**What you are asked to do**
In this material, which lines include the string "keeps"? Show them.

**Record set**
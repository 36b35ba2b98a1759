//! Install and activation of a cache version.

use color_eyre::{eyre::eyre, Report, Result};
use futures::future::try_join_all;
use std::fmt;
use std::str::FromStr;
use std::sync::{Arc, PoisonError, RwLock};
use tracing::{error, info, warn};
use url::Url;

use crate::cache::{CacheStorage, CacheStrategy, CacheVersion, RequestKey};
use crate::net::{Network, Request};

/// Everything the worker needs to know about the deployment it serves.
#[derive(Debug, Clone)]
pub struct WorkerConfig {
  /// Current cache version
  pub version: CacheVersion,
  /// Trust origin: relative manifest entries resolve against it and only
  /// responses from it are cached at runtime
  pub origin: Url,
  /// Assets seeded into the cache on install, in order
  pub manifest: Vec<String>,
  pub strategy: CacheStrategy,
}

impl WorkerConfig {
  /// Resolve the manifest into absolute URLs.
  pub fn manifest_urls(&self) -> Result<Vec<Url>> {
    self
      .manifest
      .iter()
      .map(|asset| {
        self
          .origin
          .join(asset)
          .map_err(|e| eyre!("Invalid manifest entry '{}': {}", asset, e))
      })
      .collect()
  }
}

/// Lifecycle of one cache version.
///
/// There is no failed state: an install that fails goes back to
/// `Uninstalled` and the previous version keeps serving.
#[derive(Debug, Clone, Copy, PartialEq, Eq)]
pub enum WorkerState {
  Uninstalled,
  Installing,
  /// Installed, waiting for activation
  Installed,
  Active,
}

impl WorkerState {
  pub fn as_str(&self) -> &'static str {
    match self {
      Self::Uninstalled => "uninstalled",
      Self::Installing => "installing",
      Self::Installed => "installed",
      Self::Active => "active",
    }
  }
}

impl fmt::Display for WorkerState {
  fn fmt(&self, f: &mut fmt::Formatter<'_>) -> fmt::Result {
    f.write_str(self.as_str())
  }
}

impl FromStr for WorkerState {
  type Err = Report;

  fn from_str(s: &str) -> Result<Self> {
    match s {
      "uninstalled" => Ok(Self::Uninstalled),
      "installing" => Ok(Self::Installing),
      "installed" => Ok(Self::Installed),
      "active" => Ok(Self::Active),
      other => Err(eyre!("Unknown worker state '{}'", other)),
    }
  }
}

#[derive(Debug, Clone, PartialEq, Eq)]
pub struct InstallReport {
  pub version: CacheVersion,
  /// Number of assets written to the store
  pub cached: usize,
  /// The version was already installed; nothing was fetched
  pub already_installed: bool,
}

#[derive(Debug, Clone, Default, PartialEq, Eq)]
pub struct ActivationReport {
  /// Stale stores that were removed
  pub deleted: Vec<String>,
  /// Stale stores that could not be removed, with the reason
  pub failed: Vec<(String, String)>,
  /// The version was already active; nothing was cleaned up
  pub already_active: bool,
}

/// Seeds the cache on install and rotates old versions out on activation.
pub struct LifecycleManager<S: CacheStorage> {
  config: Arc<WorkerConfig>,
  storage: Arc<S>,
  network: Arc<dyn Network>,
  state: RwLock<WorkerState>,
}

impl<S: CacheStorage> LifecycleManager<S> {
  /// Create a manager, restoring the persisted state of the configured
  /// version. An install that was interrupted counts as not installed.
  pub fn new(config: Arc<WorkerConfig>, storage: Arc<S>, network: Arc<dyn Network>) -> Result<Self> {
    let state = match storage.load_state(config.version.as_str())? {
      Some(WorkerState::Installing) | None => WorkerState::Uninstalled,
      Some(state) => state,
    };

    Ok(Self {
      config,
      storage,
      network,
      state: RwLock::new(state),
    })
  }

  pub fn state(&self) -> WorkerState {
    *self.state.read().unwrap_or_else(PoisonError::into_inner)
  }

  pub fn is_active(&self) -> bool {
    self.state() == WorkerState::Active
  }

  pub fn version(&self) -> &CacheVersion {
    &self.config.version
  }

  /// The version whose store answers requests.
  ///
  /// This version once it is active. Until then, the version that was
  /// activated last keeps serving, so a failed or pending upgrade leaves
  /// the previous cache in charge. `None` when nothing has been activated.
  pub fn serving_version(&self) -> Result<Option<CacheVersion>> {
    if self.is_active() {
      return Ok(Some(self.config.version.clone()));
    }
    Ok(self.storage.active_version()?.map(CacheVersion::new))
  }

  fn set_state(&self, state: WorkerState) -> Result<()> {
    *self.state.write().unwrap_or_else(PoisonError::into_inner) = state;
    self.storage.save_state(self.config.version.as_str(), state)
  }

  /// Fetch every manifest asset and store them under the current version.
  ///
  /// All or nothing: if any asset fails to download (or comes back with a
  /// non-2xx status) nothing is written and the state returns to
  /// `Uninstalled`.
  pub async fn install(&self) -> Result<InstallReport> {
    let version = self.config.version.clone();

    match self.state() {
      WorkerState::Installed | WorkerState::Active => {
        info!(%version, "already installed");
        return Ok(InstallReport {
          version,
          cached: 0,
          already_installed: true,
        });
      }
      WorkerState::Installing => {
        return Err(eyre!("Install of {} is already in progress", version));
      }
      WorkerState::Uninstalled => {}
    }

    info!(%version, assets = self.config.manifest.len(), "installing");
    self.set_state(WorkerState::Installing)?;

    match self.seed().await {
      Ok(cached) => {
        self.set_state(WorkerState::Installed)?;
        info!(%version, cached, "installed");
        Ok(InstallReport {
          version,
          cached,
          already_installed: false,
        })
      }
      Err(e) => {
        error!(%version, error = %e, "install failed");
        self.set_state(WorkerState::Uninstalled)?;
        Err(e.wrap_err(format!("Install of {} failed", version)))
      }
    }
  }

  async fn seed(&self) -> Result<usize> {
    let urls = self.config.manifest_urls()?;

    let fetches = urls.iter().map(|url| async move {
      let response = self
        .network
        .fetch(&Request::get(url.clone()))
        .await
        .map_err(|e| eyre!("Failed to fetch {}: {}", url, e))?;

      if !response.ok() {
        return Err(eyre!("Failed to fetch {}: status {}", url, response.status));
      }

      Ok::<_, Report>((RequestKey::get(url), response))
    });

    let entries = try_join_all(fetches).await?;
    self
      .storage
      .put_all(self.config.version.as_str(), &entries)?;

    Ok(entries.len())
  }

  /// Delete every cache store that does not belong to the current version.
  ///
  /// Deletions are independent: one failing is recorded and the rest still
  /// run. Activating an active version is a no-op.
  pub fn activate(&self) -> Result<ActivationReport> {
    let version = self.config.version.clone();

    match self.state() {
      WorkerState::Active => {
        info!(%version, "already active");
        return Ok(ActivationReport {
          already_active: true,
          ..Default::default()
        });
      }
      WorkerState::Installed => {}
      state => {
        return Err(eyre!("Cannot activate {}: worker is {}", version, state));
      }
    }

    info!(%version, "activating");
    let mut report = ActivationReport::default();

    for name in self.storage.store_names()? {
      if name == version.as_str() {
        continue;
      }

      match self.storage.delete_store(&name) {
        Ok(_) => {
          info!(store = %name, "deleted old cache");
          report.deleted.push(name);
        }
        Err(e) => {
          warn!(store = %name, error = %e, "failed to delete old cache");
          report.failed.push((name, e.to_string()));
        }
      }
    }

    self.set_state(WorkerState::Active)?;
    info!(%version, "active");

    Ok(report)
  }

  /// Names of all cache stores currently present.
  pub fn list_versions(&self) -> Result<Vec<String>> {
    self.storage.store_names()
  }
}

**Output for this exercise**
/// `Uninstalled` and the previous version keeps serving.
  /// activated last keeps serving, so a failed or pending upgrade leaves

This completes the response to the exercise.